[Collected data]
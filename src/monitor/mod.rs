pub mod exporter_metrics;
pub mod instance;
pub mod log_source;
pub mod poll_loop;
pub mod poller;
pub mod reconciler;
pub mod snapshot_cache;

#[cfg(test)]
pub(crate) mod testing;
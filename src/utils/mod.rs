pub mod exposition;
pub mod os_metrics;
pub mod os_samples;
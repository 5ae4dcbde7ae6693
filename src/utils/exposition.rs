//! Prometheus text exposition for enhanced monitoring samples
//!
//! Samples are produced per instance by the OS metrics mapping and grouped here
//! into metric families, so every family gets exactly one `# HELP`/`# TYPE`
//! header no matter how many instances contributed to it.

use serde::Serialize;
use std::collections::BTreeMap;

/// Trait for converting metrics to Prometheus text format
pub trait PrometheusFormat {
    /// Render as Prometheus text exposition (version 0.0.4)
    fn to_prometheus_format(&self) -> String;
}

/// A single labeled, timestamped sample ready for exposition
#[derive(Clone, Debug, PartialEq, Serialize)]
pub struct MetricSample {
    /// Metric name (e.g., "node_load1")
    pub name: String,
    /// Help text shared by every sample of the family
    pub help: &'static str,
    /// Label key-value pairs, sorted for stable output
    pub labels: BTreeMap<String, String>,
    /// Metric value
    pub value: f64,
    /// Timestamp in milliseconds since the epoch
    pub timestamp: Option<i64>,
}

/// All samples sharing one metric name
#[derive(Clone, Debug, Default)]
pub struct PrometheusMetric {
    pub name: String,
    pub metric_type: Option<String>,
    pub help: Option<String>,
    pub samples: Vec<MetricSample>,
}

/// Metric families keyed by name
#[derive(Clone, Debug, Default)]
pub struct PrometheusMetrics {
    pub metrics: BTreeMap<String, PrometheusMetric>,
}

impl PrometheusMetrics {
    /// Create an empty metrics container
    pub fn new() -> Self {
        PrometheusMetrics {
            metrics: BTreeMap::new(),
        }
    }

    /// Get or create a metric family entry
    fn get_or_create_metric(&mut self, sample: &MetricSample) -> &mut PrometheusMetric {
        self.metrics
            .entry(sample.name.clone())
            .or_insert_with(|| PrometheusMetric {
                name: sample.name.clone(),
                metric_type: Some("gauge".to_string()),
                help: Some(sample.help.to_string()),
                samples: Vec::new(),
            })
    }

    /// Add one sample to its family
    pub fn push(&mut self, sample: MetricSample) {
        self.get_or_create_metric(&sample).samples.push(sample);
    }

    /// Add every sample from an iterator
    pub fn extend<'a>(&mut self, samples: impl IntoIterator<Item = &'a MetricSample>) {
        for sample in samples {
            self.push(sample.clone());
        }
    }

    /// Number of samples across all families
    pub fn sample_count(&self) -> usize {
        self.metrics.values().map(|m| m.samples.len()).sum()
    }
}

/// Escape label values for Prometheus format
fn escape_label_value(value: &str) -> String {
    let mut result = String::with_capacity(value.len());
    for ch in value.chars() {
        match ch {
            '\\' => result.push_str("\\\\"),
            '"' => result.push_str("\\\""),
            '\n' => result.push_str("\\n"),
            _ => result.push(ch),
        }
    }
    result
}

/// Escape help text (only backslash and newline are special there)
fn escape_help(help: &str) -> String {
    help.replace('\\', "\\\\").replace('\n', "\\n")
}

fn format_value(value: f64) -> String {
    if value.is_nan() {
        "NaN".to_string()
    } else if value.is_infinite() {
        if value.is_sign_positive() {
            "+Inf".to_string()
        } else {
            "-Inf".to_string()
        }
    } else {
        value.to_string()
    }
}

impl PrometheusFormat for PrometheusMetrics {
    fn to_prometheus_format(&self) -> String {
        let mut output = String::new();

        for metric in self.metrics.values() {
            if let Some(help) = &metric.help {
                output.push_str(&format!(
                    "# HELP {} {}\n",
                    metric.name,
                    escape_help(help)
                ));
            }

            if let Some(metric_type) = &metric.metric_type {
                output.push_str(&format!("# TYPE {} {}\n", metric.name, metric_type));
            }

            for sample in &metric.samples {
                output.push_str(&sample.name);

                if !sample.labels.is_empty() {
                    output.push('{');
                    let mut first = true;
                    for (label_name, label_value) in &sample.labels {
                        if !first {
                            output.push(',');
                        }
                        first = false;
                        output.push_str(&format!(
                            "{}=\"{}\"",
                            label_name,
                            escape_label_value(label_value)
                        ));
                    }
                    output.push('}');
                }

                output.push(' ');
                output.push_str(&format_value(sample.value));

                if let Some(timestamp) = sample.timestamp {
                    output.push(' ');
                    output.push_str(&timestamp.to_string());
                }

                output.push('\n');
            }
        }

        output
    }
}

#### What the exercise asks:
Return a copy of each line in the entries that carries the string "Serialize".

#### Task answer:
use serde::Serialize;
#[derive(Clone, Debug, PartialEq, Serialize)]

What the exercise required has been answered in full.